== Required work ==
State how many lines of the entries include the string "InvalidArgument", please, leaving out everything but the number.

== Task material ==

• • • • • • •

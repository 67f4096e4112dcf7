//! The node-operation library: one routine per node kind for state updates,
//! dimension propagation, flatten rewrites, and execution.

use crate::errors::{ErrorKind, Result};
use crate::flow::definitions::{
    Bitmap, EdgeKind, FrameEstimate, FrameInfo, NodeKind, NodeParams, NodeState,
};
use crate::flow::graph::Graph;
use crate::job::Job;
use crate::{here, nerror};
use rasterflow_types::PixelFormat;

/// Required inbound edge counts per kind, as `(inputs, canvases)`.
pub fn edge_arity(kind: NodeKind) -> (usize, usize) {
    match kind {
        NodeKind::Null
        | NodeKind::Decode
        | NodeKind::CreateCanvas
        | NodeKind::Placeholder => (0, 0),
        NodeKind::Encode
        | NodeKind::Scale
        | NodeKind::FlipVertical
        | NodeKind::FlipHorizontal
        | NodeKind::Transpose
        | NodeKind::Rotate90
        | NodeKind::Rotate180
        | NodeKind::Rotate270 => (1, 0),
        NodeKind::CopyRectToCanvas => (1, 1),
    }
}

/// Kinds with a pre-optimize flatten rewrite.
pub fn flattens_pre(kind: NodeKind) -> bool {
    matches!(kind, NodeKind::Rotate90 | NodeKind::Rotate270)
}

/// Kinds with a post-optimize flatten rewrite.
pub fn flattens_post(kind: NodeKind) -> bool {
    matches!(kind, NodeKind::Rotate180)
}

pub fn node_has_dimensions(g: &Graph, node_id: i32) -> bool {
    g.node(node_id)
        .map(|n| n.frame_est.is_known())
        .unwrap_or(false)
}

pub fn node_inputs_have_dimensions(g: &Graph, node_id: i32) -> bool {
    g.input_edges(node_id)
        .iter()
        .all(|&(_, from, _)| node_has_dimensions(g, from))
}

/// Recomputes the derivable state flags of one node from local data. Flags
/// are only ever added, so this is idempotent and safe to call at any point.
pub fn update_state(g: &mut Graph, node_id: i32) -> Result<()> {
    let inputs = g.input_edges(node_id);
    let mut add = NodeState::empty();
    {
        let node = g.node(node_id).ok_or_else(|| {
            nerror!(ErrorKind::InvalidArgument, "Node #{} does not exist", node_id)
        })?;
        if node.frame_est.is_known() {
            add |= NodeState::OUTBOUND_DIMENSIONS_KNOWN;
        }
        let kind = node.kind();
        if !flattens_pre(kind) {
            add |= NodeState::PRE_OPTIMIZE_FLATTENED;
        }
        if !flattens_post(kind) {
            add |= NodeState::POST_OPTIMIZE_FLATTENED;
        }
    }
    let mut inputs_known = true;
    let mut inputs_executed = true;
    for &(_, from, _) in &inputs {
        let parent = g.node(from).ok_or_else(|| {
            nerror!(
                ErrorKind::GraphInvalid,
                "Node #{} has an edge from missing node #{}",
                node_id,
                from
            )
        })?;
        if !parent.frame_est.is_known() {
            inputs_known = false;
        }
        if !parent.state.contains(NodeState::EXECUTED) {
            inputs_executed = false;
        }
    }
    if inputs_known {
        add |= NodeState::INPUT_DIMENSIONS_KNOWN;
    }
    if inputs_executed {
        add |= NodeState::INPUTS_EXECUTED;
    }
    if let Some(node) = g.node_mut(node_id) {
        node.state.insert(add);
    }
    Ok(())
}

fn input_estimate(g: &Graph, node_id: i32, kind: EdgeKind) -> FrameEstimate {
    g.input_node(node_id, kind)
        .and_then(|from| g.node(from))
        .map(|n| n.frame_est)
        .unwrap_or(FrameEstimate::None)
}

fn swapped(est: FrameEstimate) -> FrameEstimate {
    match est {
        FrameEstimate::Some(info) => FrameEstimate::Some(FrameInfo {
            w: info.h,
            h: info.w,
            fmt: info.fmt,
        }),
        FrameEstimate::None => FrameEstimate::None,
    }
}

/// Computes the node's output dimensions where its inputs permit.
///
/// `_force_estimate` exists for interface parity with hosts that want a
/// guess before inputs resolve; every implemented kind computes exact
/// dimensions, so it has no effect.
pub fn populate_dimensions(
    job: &mut Job,
    g: &mut Graph,
    node_id: i32,
    _force_estimate: bool,
) -> Result<()> {
    let params = g
        .node(node_id)
        .ok_or_else(|| nerror!(ErrorKind::InvalidArgument, "Node #{} does not exist", node_id))?
        .params
        .clone();
    let est = match params {
        NodeParams::Decode {
            placeholder_id,
            codec_link,
        } => {
            let index = codec_link.ok_or_else(|| {
                nerror!(
                    ErrorKind::GraphInvalid,
                    "Decoder node #{} has no linked codec for placeholder id {}",
                    node_id,
                    placeholder_id
                )
            })?;
            let instance = job.codec_instance_by_index(index).ok_or_else(|| {
                nerror!(
                    ErrorKind::GraphInvalid,
                    "Decoder node #{} links to missing codec binding {}",
                    node_id,
                    index
                )
            })?;
            let info = instance.frame_info.ok_or_else(|| {
                nerror!(
                    ErrorKind::InvalidArgument,
                    "Codec for placeholder id {} has no cached frame info",
                    placeholder_id
                )
            })?;
            // Decoders report the frame they will produce, not the stream's
            // native layout.
            FrameEstimate::Some(FrameInfo {
                w: info.w,
                h: info.h,
                fmt: PixelFormat::Rgba32,
            })
        }
        NodeParams::Encode { .. }
        | NodeParams::FlipVertical
        | NodeParams::FlipHorizontal
        | NodeParams::Rotate180 => input_estimate(g, node_id, EdgeKind::Input),
        NodeParams::Transpose | NodeParams::Rotate90 | NodeParams::Rotate270 => {
            swapped(input_estimate(g, node_id, EdgeKind::Input))
        }
        NodeParams::CreateCanvas { w, h, .. } | NodeParams::Scale { w, h } => {
            FrameEstimate::Some(FrameInfo {
                w,
                h,
                fmt: PixelFormat::Rgba32,
            })
        }
        NodeParams::CopyRectToCanvas { .. } => input_estimate(g, node_id, EdgeKind::Canvas),
        // Nothing is known about a template slot until something is bound to
        // it; dimensions stay unknown.
        NodeParams::Placeholder { .. } => FrameEstimate::None,
        NodeParams::Null => FrameEstimate::None,
    };
    if est.is_known() {
        if let Some(node) = g.node_mut(node_id) {
            node.frame_est = est;
        }
    }
    Ok(())
}

/// Replaces `node_id` with a linear chain of nodes, rewiring its inbound and
/// outbound edges and tombstoning the original.
fn replace_with_chain(g: &mut Graph, node_id: i32, chain: &[NodeParams]) -> Result<()> {
    let inputs = g.input_edges(node_id);
    let outputs = g.outbound_edges(node_id);
    let ids: Vec<i32> = chain.iter().map(|p| g.add_node(p.clone())).collect();
    for pair in ids.windows(2) {
        g.add_edge(pair[0], pair[1], EdgeKind::Input)
            .map_err(|e| e.at(here!()))?;
    }
    let first = ids[0];
    let last = ids[ids.len() - 1];
    for &(_, from, kind) in &inputs {
        g.add_edge(from, first, kind).map_err(|e| e.at(here!()))?;
    }
    for &(_, to, kind) in &outputs {
        g.add_edge(last, to, kind).map_err(|e| e.at(here!()))?;
    }
    g.tombstone_node(node_id);
    Ok(())
}

/// Rewrites one high-level node into primitives before the optimizer runs.
pub fn pre_optimize_flatten(g: &mut Graph, node_id: i32) -> Result<()> {
    let kind = g
        .node(node_id)
        .map(|n| n.kind())
        .ok_or_else(|| nerror!(ErrorKind::InvalidArgument, "Node #{} does not exist", node_id))?;
    match kind {
        NodeKind::Rotate90 => replace_with_chain(
            g,
            node_id,
            &[NodeParams::Transpose, NodeParams::FlipHorizontal],
        ),
        NodeKind::Rotate270 => replace_with_chain(
            g,
            node_id,
            &[NodeParams::Transpose, NodeParams::FlipVertical],
        ),
        _ => Err(nerror!(
            ErrorKind::InvalidArgument,
            "No pre-optimize flatten for {:?} (node #{})",
            kind,
            node_id
        )),
    }
}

• • • • • • •

== Task answer ==
5